== TASK TO CARRY OUT ==
Take each line of the data that contains the string "impl" and copy it.

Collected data
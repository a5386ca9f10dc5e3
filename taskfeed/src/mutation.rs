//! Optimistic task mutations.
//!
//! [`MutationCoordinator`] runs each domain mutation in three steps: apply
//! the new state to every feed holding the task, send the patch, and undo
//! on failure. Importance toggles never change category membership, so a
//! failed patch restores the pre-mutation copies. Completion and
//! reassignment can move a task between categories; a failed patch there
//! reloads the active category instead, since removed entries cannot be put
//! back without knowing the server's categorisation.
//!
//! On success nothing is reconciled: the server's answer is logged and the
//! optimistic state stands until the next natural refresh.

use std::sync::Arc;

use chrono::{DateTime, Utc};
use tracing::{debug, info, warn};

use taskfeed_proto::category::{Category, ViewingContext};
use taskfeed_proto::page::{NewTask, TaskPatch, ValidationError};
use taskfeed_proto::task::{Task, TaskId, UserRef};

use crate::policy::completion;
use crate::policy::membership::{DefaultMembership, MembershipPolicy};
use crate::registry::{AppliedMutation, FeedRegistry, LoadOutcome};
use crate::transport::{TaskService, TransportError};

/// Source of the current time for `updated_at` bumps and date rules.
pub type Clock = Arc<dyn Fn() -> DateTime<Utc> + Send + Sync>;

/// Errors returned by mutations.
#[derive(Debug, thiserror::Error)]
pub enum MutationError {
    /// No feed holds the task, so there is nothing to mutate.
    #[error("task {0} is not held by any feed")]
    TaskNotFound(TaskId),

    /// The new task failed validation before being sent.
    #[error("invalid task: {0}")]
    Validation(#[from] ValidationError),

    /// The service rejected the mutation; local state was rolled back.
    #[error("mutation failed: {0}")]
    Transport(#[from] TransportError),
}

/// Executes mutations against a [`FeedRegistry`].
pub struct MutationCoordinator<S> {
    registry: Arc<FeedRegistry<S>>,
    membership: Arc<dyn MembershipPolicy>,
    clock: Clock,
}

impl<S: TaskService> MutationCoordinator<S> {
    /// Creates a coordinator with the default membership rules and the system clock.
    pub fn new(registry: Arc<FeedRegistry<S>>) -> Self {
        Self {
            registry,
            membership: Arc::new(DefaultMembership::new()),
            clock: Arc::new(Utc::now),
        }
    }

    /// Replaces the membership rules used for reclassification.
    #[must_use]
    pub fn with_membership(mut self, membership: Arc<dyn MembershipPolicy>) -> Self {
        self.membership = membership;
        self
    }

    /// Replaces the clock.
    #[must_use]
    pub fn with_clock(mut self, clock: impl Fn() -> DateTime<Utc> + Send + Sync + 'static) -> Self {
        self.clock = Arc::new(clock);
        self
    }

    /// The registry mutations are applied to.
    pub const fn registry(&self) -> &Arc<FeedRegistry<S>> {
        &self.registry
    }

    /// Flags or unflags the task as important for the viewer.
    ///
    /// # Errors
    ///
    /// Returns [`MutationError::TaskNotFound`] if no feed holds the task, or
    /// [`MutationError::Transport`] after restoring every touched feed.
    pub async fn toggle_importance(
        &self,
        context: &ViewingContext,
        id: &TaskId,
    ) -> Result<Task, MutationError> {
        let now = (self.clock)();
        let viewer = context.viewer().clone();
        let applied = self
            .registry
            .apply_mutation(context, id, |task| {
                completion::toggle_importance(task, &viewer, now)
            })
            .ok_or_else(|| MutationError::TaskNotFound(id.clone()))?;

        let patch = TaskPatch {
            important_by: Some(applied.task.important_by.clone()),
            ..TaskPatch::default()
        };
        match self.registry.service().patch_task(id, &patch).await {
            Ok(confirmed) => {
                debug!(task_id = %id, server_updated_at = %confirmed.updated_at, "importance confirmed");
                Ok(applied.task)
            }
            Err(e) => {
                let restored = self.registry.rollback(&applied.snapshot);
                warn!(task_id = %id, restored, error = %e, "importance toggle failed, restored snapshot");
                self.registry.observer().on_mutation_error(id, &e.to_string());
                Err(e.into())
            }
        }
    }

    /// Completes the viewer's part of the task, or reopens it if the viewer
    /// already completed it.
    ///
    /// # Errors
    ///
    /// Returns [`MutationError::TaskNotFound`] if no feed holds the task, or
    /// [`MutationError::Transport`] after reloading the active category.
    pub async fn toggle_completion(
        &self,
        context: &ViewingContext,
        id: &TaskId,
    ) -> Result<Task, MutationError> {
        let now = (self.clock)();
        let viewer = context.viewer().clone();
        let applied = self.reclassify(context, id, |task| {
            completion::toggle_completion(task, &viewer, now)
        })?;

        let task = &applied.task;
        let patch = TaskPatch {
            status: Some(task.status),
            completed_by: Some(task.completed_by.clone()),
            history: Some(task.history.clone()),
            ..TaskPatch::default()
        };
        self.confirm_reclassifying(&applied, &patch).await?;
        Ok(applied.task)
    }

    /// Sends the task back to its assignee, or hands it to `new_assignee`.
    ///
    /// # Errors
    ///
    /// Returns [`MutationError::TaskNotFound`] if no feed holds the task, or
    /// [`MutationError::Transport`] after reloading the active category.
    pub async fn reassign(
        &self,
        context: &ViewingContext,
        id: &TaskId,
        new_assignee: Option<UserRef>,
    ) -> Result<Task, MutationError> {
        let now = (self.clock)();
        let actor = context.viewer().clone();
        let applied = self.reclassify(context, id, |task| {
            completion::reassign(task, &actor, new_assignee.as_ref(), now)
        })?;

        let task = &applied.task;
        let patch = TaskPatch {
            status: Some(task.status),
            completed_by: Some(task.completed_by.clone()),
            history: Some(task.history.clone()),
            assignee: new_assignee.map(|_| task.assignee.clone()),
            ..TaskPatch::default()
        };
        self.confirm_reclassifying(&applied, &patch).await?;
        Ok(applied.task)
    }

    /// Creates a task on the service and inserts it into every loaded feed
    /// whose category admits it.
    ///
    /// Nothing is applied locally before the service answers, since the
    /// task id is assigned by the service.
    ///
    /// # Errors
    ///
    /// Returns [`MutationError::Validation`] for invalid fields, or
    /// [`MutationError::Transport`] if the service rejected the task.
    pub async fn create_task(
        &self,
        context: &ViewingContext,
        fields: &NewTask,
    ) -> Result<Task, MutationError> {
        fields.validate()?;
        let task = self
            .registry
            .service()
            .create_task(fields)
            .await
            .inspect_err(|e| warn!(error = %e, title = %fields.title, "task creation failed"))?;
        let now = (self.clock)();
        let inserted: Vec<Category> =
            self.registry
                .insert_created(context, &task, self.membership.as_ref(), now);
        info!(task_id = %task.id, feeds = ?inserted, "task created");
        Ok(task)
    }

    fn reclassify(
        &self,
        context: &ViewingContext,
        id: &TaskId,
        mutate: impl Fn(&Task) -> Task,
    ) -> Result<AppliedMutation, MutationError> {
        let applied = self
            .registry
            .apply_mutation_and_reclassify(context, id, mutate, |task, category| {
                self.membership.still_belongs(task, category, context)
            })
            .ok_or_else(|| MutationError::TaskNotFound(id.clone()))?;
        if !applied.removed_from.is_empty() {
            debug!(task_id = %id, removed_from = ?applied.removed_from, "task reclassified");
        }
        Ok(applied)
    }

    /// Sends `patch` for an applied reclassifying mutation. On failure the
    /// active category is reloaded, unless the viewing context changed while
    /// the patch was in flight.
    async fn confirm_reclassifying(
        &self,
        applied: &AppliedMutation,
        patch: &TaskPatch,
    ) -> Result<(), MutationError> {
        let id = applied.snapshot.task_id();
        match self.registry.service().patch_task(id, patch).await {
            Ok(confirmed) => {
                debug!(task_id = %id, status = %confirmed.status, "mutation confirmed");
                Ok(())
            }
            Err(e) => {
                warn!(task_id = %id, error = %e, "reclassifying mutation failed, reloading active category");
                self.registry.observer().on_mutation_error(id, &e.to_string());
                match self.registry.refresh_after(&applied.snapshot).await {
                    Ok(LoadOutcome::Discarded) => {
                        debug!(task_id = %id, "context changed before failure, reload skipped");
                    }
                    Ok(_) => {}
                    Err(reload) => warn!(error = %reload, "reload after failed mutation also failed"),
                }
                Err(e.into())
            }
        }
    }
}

== RESULT OF THE TASK ==
impl<S: TaskService> MutationCoordinator<S> {
    pub fn with_clock(mut self, clock: impl Fn() -> DateTime<Utc> + Send + Sync + 'static) -> Self {
        mutate: impl Fn(&Task) -> Task,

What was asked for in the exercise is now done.